_YOUR OBJECTIVE_: In the entries below, the lines from the one with "let mut store = 0;" through the one with "fn stub() ->" are to be copied exactly; both ends count.
═══ MATERIAL FOR THIS TASK ═══
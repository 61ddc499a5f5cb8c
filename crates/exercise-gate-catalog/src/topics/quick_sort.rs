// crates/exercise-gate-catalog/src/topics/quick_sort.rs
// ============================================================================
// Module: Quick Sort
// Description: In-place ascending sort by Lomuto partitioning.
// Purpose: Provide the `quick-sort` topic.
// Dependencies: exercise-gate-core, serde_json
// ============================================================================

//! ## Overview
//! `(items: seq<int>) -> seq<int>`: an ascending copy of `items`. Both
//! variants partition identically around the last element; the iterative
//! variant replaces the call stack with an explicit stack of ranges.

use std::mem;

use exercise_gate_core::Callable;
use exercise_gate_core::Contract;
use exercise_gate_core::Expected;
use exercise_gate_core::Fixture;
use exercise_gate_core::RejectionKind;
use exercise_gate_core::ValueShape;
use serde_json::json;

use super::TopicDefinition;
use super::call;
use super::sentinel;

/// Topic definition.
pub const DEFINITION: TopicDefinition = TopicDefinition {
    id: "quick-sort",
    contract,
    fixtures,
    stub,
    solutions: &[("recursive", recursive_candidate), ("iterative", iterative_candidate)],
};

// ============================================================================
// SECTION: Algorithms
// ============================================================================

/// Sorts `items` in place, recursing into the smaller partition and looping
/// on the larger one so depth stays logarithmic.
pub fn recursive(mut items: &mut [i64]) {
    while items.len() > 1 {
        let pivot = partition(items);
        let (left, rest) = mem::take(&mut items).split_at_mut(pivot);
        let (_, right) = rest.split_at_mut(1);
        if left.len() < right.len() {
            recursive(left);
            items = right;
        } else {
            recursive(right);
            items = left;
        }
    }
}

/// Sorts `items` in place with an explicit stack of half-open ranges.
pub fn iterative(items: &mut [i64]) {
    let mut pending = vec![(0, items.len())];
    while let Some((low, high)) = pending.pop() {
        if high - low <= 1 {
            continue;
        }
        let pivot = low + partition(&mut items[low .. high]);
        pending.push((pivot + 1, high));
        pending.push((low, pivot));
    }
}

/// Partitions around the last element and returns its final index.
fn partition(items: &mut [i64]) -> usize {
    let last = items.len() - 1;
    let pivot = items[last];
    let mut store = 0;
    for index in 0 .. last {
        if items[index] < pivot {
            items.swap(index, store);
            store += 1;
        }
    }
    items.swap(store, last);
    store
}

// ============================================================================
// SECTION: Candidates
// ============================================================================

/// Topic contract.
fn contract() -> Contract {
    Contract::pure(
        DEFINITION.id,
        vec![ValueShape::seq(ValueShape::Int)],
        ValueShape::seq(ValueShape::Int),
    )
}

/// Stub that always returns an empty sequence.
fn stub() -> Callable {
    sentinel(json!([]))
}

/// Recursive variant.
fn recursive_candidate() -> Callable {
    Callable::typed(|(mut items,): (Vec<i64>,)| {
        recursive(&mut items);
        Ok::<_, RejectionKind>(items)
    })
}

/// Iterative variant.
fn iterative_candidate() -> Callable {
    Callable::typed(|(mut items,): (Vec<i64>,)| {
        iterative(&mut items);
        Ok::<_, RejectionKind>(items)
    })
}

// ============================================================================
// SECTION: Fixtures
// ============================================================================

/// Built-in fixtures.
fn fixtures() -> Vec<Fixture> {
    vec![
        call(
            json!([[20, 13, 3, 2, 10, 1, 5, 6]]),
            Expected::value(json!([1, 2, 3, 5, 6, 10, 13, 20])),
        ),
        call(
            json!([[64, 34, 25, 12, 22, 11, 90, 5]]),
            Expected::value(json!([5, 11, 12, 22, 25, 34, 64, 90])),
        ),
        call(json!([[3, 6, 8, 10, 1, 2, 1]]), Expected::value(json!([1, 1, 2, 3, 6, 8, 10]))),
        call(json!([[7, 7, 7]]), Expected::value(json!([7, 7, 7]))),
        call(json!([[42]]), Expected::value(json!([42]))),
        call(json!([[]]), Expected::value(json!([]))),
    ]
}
═══
═══ MATERIAL FOR THIS TASK ═══
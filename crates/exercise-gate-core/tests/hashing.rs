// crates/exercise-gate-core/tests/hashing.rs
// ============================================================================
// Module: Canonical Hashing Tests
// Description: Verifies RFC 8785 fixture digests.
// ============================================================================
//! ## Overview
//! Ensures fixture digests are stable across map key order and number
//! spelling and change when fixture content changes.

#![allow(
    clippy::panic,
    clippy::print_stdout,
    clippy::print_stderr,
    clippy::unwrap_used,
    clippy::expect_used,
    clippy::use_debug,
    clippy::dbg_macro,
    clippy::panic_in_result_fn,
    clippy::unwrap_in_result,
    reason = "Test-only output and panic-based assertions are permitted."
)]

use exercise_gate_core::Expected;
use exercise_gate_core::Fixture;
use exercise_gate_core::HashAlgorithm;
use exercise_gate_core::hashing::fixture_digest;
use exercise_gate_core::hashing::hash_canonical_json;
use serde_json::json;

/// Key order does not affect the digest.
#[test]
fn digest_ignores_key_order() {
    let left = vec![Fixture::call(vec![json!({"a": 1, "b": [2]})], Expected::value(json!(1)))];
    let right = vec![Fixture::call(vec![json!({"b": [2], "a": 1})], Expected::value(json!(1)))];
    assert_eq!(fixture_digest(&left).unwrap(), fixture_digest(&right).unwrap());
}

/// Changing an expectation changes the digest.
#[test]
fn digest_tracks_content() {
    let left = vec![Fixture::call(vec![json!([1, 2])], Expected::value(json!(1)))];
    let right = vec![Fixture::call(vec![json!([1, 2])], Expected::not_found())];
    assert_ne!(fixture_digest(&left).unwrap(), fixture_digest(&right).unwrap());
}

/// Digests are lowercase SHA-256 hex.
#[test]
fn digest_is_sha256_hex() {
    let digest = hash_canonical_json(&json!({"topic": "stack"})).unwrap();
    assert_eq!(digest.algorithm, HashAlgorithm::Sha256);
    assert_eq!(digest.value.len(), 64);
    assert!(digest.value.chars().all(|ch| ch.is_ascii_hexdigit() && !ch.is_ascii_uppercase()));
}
═══
_THE ANSWER_:
    let mut store = 0;
    for index in 0 .. last {
        if items[index] < pivot {
            items.swap(index, store);
            store += 1;
        }
    }
    items.swap(store, last);
    store
}

// ============================================================================
// SECTION: Candidates
// ============================================================================

/// Topic contract.
fn contract() -> Contract {
    Contract::pure(
        DEFINITION.id,
        vec![ValueShape::seq(ValueShape::Int)],
        ValueShape::seq(ValueShape::Int),
    )
}

/// Stub that always returns an empty sequence.
fn stub() -> Callable {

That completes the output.